=== RECORDS FOR PROCESSING ===
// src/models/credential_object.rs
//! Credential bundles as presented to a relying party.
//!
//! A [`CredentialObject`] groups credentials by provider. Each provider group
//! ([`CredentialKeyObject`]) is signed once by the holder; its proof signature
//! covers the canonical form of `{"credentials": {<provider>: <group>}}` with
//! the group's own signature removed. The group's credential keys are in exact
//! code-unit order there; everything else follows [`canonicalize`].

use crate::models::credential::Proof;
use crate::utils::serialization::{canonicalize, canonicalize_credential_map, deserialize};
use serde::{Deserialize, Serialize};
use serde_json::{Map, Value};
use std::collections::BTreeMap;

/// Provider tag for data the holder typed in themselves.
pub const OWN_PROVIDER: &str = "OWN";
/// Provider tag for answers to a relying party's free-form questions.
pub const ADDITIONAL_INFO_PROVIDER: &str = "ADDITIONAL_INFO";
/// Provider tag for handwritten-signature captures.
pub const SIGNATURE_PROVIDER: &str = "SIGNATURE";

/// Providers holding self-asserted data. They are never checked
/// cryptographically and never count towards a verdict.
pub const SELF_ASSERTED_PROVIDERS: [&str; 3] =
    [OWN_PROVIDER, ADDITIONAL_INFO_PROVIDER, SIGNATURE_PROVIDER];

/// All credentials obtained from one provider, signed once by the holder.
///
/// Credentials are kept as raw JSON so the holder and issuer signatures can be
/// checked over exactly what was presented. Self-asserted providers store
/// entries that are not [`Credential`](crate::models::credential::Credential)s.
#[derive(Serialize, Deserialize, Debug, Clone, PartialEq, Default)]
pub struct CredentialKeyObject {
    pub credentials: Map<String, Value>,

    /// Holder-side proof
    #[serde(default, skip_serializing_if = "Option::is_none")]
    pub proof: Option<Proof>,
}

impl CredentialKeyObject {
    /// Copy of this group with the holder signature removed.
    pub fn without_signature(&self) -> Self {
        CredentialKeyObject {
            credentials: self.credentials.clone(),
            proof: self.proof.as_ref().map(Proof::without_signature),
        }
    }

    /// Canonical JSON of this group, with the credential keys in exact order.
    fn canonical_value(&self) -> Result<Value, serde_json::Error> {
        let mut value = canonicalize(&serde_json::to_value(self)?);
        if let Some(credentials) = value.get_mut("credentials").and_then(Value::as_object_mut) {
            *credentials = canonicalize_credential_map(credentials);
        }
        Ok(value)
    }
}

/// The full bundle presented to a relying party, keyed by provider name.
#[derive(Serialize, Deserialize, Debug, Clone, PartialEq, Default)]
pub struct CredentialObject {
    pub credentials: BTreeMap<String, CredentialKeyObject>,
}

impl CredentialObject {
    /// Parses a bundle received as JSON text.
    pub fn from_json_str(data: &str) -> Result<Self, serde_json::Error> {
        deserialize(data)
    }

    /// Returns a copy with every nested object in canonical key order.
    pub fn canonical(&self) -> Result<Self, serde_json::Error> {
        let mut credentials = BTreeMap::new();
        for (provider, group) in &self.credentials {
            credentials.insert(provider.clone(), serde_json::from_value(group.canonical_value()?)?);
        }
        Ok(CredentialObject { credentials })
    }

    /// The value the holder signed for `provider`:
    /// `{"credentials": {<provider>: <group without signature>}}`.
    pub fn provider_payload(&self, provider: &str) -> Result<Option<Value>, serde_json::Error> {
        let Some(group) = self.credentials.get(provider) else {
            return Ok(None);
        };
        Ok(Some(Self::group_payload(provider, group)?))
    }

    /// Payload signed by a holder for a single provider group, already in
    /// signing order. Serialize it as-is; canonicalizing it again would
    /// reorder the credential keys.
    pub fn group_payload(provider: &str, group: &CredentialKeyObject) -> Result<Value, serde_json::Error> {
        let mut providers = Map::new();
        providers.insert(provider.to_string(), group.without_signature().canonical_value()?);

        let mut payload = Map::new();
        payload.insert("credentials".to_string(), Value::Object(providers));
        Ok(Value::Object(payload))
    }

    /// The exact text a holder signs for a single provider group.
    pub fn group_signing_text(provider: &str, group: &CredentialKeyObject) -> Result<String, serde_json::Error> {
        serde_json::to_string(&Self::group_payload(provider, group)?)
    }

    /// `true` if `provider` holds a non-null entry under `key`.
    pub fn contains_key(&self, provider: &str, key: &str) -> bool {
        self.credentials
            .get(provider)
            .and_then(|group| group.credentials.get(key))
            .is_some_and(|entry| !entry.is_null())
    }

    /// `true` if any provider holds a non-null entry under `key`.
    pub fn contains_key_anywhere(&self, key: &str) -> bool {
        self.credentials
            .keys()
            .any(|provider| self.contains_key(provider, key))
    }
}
===
* PROBLEM TO SOLVE
Please give again the lines above between the line holding "if let Some(credentials)" and the line holding "by provider name.", inclusive, exactly as they are and with nothing added.

* PROBLEM SOLUTION
        if let Some(credentials) = value.get_mut("credentials").and_then(Value::as_object_mut) {
            *credentials = canonicalize_credential_map(credentials);
        }
        Ok(value)
    }
}

/// The full bundle presented to a relying party, keyed by provider name.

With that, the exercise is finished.